Loukas F. Kallivokas was born in Athens, Hellas. He completed secondary education at the French-Hellenic high school Lycée Léonin, and then entered the National Technical University of Athens (NTUA) , where he graduated with a Diploma in Civil Engineering. At NTUA, his Diploma Thesis research on boundary elements was supervised by professor John Katsikadelis. Following graduation, he completed his military service in the Hellenic Navy (Hydrographic Service), and then joined the Department of Civil Engineering at Carnegie Mellon University, where he earned a Master of Science degree in Civil Engineering (1990), and a PhD in Computational Mechanics (1995), under the supervision of professor Jacobo Bielak. In his MS thesis, he developed local absorbing boundaries for acoustics, and in his PhD thesis he presented a numerical solution for transient fluid-structure interaction problems involving scatterers embedded in unbounded acoustic domains.

After completing his PhD, he held a joint postdoctoral appointment between the Medical Robotics and Computer Assisted Surgery Laboratory at the Robotics Institute at Carnegie Mellon University, and a biomechanics laboratory at the Shadyside Hospital in Pittsburgh, PA, where he worked on simulations of orthopaedic biomechanical problems. In 1995, he was awarded a National Science Foundation postdoctoral fellowship for research in the large-scale simulation of seismic motion, for which he worked with professors Bielak and Ghattas at Carnegie Mellon University. In 1998, he was a co-recipient of the Allen Newell Medal for research excellence in the modeling of seismic motion. Loukas also held appointments as a visiting assistant professor in the Department of Civil Engineering (1995-1997), and later as a visiting scientist in the School of Computer Science (1998-1999), both at Carnegie Mellon University.
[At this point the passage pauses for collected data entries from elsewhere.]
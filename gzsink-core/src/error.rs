//! Error types for GzSink operations.
//!
//! One error type covers every failure a compressing write session can hit:
//! configuration problems at open time, child writer failures, and codec
//! failures.

use std::io;
use thiserror::Error;

/// The main error type for GzSink operations.
#[derive(Debug, Error)]
pub enum GzSinkError {
    /// I/O error reported by a child writer.
    #[error("I/O error: {0}")]
    Io(#[from] io::Error),

    /// A session was opened without a child writer.
    #[error("No child writer supplied")]
    MissingChild,

    /// Session or backend configuration is unusable.
    #[error("Invalid configuration: {message}")]
    InvalidConfig {
        /// Description of the configuration problem.
        message: String,
    },

    /// Malformed gzip header or trailer bytes.
    #[error("Invalid header: {message}")]
    InvalidHeader {
        /// Description of the header error.
        message: String,
    },

    /// The child writer accepted fewer bytes than requested.
    #[error("Child writer rejected write: accepted {accepted} of {requested} bytes")]
    ChildRejected {
        /// Number of bytes handed to the child.
        requested: usize,
        /// Number of bytes the child reported as accepted.
        accepted: usize,
    },

    /// The compression backend failed.
    #[error("Compression backend error: {message}")]
    Backend {
        /// Description of the backend failure.
        message: String,
    },

    /// Unsupported compressor selection.
    #[error("Unsupported compression method: {method}")]
    UnsupportedMethod {
        /// The compressor name that was requested.
        method: String,
    },

    /// A write reached a session that no longer accepts data.
    #[error("Session no longer accepts writes (status: {status})")]
    SessionClosed {
        /// Name of the terminal status.
        status: &'static str,
    },
}

/// Result type alias for GzSink operations.
pub type Result<T> = std::result::Result<T, GzSinkError>;

impl GzSinkError {
    /// Create an invalid configuration error.
    pub fn invalid_config(message: impl Into<String>) -> Self {
        Self::InvalidConfig {
            message: message.into(),
        }
    }

    /// Create an invalid header error.
    pub fn invalid_header(message: impl Into<String>) -> Self {
        Self::InvalidHeader {
            message: message.into(),
        }
    }

    /// Create a child rejection error.
    pub fn child_rejected(requested: usize, accepted: usize) -> Self {
        Self::ChildRejected {
            requested,
            accepted,
        }
    }

    /// Create a backend error.
    pub fn backend(message: impl Into<String>) -> Self {
        Self::Backend {
            message: message.into(),
        }
    }

    /// Create an unsupported method error.
    pub fn unsupported_method(method: impl Into<String>) -> Self {
        Self::UnsupportedMethod {
            method: method.into(),
        }
    }

    /// Create a session closed error.
    pub fn session_closed(status: &'static str) -> Self {
        Self::SessionClosed { status }
    }

    /// Whether this error comes from the downstream sink rather than from
    /// configuration or the codec.
    pub fn is_child_failure(&self) -> bool {
        matches!(self, Self::Io(_) | Self::ChildRejected { .. })
    }
}

impl GzSinkError {
    /// The `io::ErrorKind` this error maps to when surfaced through
    /// `std::io::Write`.
    pub fn io_kind(&self) -> io::ErrorKind {
        match self {
            Self::Io(e) => e.kind(),
            Self::ChildRejected { .. } => io::ErrorKind::WriteZero,
            Self::SessionClosed { .. } => io::ErrorKind::BrokenPipe,
            Self::InvalidHeader { .. } => io::ErrorKind::InvalidData,
            Self::MissingChild | Self::InvalidConfig { .. } | Self::UnsupportedMethod { .. } => {
                io::ErrorKind::InvalidInput
            }
            Self::Backend { .. } => io::ErrorKind::Other,
        }
    }
}

impl From<GzSinkError> for io::Error {
    fn from(err: GzSinkError) -> Self {
        match err {
            GzSinkError::Io(e) => e,
            other => io::Error::new(other.io_kind(), other),
        }
    }
}
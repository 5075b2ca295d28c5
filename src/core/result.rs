use crate::core::error::NetworkError;

/// Outcome of every data-source operation.
pub type NetResult<T> = Result<T, NetworkError>;

/// Side-effecting hooks for chaining on a [`Result`].
///
/// Each hook runs only on its matching variant and hands the original value back, so a
/// caller can write `source.get_coins().await.on_success(..).on_error(..)`.
pub trait ResultExt<T, E>: Sized {
    /// Runs `f` on the success value, if any.
    #[must_use]
    fn on_success<F: FnOnce(&T)>(self, f: F) -> Self;

    /// Runs `f` on the error, if any.
    #[must_use]
    fn on_error<F: FnOnce(&E)>(self, f: F) -> Self;
}

impl<T, E> ResultExt<T, E> for Result<T, E> {
    fn on_success<F: FnOnce(&T)>(self, f: F) -> Self {
        if let Ok(value) = &self {
            f(value);
        }
        self
    }

    fn on_error<F: FnOnce(&E)>(self, f: F) -> Self {
        if let Err(error) = &self {
            f(error);
        }
        self
    }
}
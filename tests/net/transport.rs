use std::time::Duration;

use crate::common;
use chrono::{TimeZone, Utc};
use coincap_rs::{
    CcClient, CoinDataSource, CoinHistoryBuilder, CoinsBuilder, NetworkError, RemoteCoinDataSource,
};
use httpmock::Method::GET;

fn unreachable_client() -> CcClient {
    CcClient::builder()
        .base_url(common::unreachable_base())
        .build()
        .unwrap()
}

#[tokio::test]
async fn refused_connection_maps_to_no_internet_for_coins() {
    let client = unreachable_client();
    let err = CoinsBuilder::new(&client).fetch().await.unwrap_err();
    assert_eq!(err, NetworkError::NoInternet);
}

#[tokio::test]
async fn refused_connection_maps_to_no_internet_for_history() {
    let client = unreachable_client();
    let start = Utc.with_ymd_and_hms(2024, 1, 1, 0, 0, 0).unwrap();
    let end = Utc.with_ymd_and_hms(2024, 1, 2, 0, 0, 0).unwrap();
    let err = CoinHistoryBuilder::new(&client, "bitcoin")
        .between(start, end)
        .fetch()
        .await
        .unwrap_err();
    assert_eq!(err, NetworkError::NoInternet);
}

#[tokio::test]
async fn client_timeout_maps_to_request_timeout() {
    let server = common::setup_server();
    let _mock = server.mock(|when, then| {
        when.method(GET).path("/v2/assets");
        then.status(200)
            .header("content-type", "application/json")
            .body(r#"{"data":[]}"#)
            .delay(Duration::from_secs(3));
    });

    let client = common::client_with_timeout(&server, Duration::from_millis(200));
    let err = CoinsBuilder::new(&client).fetch().await.unwrap_err();

    assert_eq!(err, NetworkError::RequestTimeout);
}

#[tokio::test]
async fn corrupt_gzip_body_maps_to_serialization() {
    let server = common::setup_server();
    let mock = server.mock(|when, then| {
        when.method(GET).path("/v2/assets");
        then.status(200)
            .header("content-encoding", "gzip")
            .header("content-type", "application/json")
            .body("this is not gzip");
    });

    let client = common::client_for(&server);
    let err = CoinsBuilder::new(&client).fetch().await.unwrap_err();

    mock.assert();
    assert_eq!(err, NetworkError::Serialization);
}

#[tokio::test]
async fn aborted_task_surfaces_as_cancellation() {
    let server = common::setup_server();
    let _mock = server.mock(|when, then| {
        when.method(GET).path("/v2/assets");
        then.status(200)
            .header("content-type", "application/json")
            .body(r#"{"data":[]}"#)
            .delay(Duration::from_secs(3));
    });

    let source = RemoteCoinDataSource::new(common::client_for(&server));
    let handle = tokio::spawn(async move { source.get_coins().await });

    tokio::time::sleep(Duration::from_millis(100)).await;
    handle.abort();

    let join_err = handle.await.unwrap_err();
    assert!(join_err.is_cancelled(), "expected cancellation, got {join_err:?}");
}

#[tokio::test]
async fn dropped_call_produces_no_result() {
    let server = common::setup_server();
    let _mock = server.mock(|when, then| {
        when.method(GET).path("/v2/assets");
        then.status(200)
            .header("content-type", "application/json")
            .body(r#"{"data":[]}"#)
            .delay(Duration::from_secs(3));
    });

    let source = RemoteCoinDataSource::new(common::client_for(&server));
    let outcome = tokio::time::timeout(Duration::from_millis(100), source.get_coins()).await;

    assert!(outcome.is_err(), "the call must be cut off, got {outcome:?}");
}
In 1999, Loukas joined the Fariborz Maseeh Department of Civil, Architectural and Environmental Engineering at the University of Texas at Austin as an assistant professor. In 2003 he was the recipient of a National Science Foundation CAREER award for research in full-waveform-driven site characterization. He is currently a professor and the holder of the Brunswick-Abernathy Regents Professorship in Soil Dynamics and Geotechnical Engineering. His research interests are in computational engineering and sciences, with particular emphasis on wave mechanics and their applications, including seismic hazard problems, soil- and fluid-structure interaction, acoustic and elastic scattering and radiation problems, geotechnical site characterization, geophysics and geophysical probing, and non-destructive condition assessment. His most recent work focuses on wave-driven inverse medium, inverse scattering, and inverse source problems. He is a member of various professional and scientific organizations, including AAM, ASCE, ASME, SIAM, USACM, AGU, and HSTAM. From 2008 to 2011 he was the chair of the Computational Mechanics Committee of ASCE's Engineering Mechanics Institute, and he currently serves as an Associate Editor for ASCE's Journal of Engineering Mechanics.